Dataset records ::
--------

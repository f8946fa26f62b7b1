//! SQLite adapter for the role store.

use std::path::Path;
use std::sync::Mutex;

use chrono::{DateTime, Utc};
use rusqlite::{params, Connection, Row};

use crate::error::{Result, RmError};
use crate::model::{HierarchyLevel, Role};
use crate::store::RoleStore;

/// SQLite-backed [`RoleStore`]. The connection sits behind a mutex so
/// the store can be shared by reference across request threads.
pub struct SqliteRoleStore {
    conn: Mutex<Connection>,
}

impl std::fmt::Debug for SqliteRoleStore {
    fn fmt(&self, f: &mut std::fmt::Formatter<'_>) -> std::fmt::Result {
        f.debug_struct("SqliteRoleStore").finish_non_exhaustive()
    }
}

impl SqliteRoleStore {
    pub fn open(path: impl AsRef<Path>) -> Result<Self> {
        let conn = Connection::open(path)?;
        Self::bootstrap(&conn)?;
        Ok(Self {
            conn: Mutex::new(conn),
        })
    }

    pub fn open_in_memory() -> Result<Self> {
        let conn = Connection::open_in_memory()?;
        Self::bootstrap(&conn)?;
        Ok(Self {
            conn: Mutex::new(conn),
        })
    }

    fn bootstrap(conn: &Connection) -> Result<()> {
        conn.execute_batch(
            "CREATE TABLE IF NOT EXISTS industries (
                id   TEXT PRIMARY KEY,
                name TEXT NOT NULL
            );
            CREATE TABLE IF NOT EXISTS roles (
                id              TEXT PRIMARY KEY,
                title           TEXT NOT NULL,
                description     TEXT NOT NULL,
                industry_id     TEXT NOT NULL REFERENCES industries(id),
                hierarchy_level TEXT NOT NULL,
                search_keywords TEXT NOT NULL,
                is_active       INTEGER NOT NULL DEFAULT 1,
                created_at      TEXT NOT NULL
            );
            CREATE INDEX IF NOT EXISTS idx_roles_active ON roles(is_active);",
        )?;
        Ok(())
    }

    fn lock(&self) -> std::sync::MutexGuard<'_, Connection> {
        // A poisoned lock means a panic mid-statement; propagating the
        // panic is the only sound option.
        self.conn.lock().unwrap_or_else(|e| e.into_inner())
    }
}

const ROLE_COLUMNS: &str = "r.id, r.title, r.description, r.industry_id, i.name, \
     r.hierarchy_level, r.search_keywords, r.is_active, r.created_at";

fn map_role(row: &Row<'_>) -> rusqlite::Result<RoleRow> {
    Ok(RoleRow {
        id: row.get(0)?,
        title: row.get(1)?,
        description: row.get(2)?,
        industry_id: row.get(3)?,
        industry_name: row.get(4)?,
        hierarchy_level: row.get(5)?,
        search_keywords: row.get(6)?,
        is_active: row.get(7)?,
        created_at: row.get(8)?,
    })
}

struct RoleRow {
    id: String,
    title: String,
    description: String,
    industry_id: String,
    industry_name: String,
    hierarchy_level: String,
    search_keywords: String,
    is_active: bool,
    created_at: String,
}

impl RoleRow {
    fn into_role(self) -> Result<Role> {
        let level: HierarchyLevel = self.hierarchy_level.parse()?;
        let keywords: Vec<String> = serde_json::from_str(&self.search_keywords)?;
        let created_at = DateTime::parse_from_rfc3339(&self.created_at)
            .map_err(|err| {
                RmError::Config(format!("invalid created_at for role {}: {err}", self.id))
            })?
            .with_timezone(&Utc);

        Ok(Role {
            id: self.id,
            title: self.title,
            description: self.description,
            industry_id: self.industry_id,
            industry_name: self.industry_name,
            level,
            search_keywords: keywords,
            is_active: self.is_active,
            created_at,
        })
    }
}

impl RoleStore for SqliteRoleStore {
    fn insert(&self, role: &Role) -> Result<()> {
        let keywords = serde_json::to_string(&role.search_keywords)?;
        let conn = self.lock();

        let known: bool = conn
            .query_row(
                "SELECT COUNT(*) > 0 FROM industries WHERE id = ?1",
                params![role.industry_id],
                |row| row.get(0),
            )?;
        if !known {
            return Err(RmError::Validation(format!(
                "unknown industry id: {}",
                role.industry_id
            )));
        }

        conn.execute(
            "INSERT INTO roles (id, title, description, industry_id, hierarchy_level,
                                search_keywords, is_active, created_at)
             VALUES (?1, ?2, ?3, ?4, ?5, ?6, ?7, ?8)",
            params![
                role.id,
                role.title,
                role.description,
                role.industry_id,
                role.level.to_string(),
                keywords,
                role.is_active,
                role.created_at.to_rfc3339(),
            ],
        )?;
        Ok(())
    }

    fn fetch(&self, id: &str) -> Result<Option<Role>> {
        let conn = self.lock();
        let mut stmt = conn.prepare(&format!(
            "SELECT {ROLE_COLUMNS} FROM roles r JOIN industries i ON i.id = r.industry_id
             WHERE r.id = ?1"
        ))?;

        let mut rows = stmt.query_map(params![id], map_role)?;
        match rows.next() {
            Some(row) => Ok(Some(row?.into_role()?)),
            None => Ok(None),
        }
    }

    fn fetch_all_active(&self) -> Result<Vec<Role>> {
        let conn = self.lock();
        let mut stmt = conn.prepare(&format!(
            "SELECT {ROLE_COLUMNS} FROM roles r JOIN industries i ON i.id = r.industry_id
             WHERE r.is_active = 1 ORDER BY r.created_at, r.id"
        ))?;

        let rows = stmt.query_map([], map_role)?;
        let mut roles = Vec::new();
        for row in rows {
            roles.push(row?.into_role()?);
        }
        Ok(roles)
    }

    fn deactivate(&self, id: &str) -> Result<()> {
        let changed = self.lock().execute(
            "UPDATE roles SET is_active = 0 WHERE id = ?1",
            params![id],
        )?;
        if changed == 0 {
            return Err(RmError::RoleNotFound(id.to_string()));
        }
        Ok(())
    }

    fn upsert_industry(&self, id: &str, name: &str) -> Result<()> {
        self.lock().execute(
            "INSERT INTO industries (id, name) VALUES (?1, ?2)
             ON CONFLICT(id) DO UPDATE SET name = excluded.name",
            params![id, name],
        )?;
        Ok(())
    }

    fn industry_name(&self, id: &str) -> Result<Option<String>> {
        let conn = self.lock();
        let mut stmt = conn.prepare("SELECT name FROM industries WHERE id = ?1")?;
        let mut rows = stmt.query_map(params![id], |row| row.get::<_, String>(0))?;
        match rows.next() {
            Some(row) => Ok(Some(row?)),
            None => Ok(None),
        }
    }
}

--------

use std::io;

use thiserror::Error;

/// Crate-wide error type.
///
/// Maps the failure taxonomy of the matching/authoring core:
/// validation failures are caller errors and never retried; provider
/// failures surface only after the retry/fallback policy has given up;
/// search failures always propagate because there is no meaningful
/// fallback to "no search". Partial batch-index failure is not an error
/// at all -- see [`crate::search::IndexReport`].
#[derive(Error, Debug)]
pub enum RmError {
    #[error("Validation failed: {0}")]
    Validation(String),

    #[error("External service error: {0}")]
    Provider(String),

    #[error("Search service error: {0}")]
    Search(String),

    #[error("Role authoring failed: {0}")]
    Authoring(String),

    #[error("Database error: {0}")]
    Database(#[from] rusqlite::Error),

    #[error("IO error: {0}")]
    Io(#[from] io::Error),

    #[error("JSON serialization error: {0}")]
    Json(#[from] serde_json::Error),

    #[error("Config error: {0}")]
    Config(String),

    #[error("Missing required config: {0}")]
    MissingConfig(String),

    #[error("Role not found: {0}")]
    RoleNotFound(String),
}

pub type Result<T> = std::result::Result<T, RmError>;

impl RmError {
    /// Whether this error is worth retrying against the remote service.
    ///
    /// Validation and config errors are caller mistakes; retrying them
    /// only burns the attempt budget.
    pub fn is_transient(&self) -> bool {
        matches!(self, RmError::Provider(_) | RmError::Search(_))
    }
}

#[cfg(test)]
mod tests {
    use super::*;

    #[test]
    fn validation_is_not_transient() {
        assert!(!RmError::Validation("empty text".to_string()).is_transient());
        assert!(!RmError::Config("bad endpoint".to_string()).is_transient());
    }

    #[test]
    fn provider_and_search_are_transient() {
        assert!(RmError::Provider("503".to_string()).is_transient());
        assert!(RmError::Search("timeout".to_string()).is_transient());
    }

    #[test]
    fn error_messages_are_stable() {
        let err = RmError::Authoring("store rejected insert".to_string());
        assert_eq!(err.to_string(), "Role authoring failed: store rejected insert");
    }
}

--------

Assignment :: Check each line of the records for the word "DateTime", and show the lines that contain it.

Final answer ::
use chrono::{DateTime, Utc};
        let created_at = DateTime::parse_from_rfc3339(&self.created_at)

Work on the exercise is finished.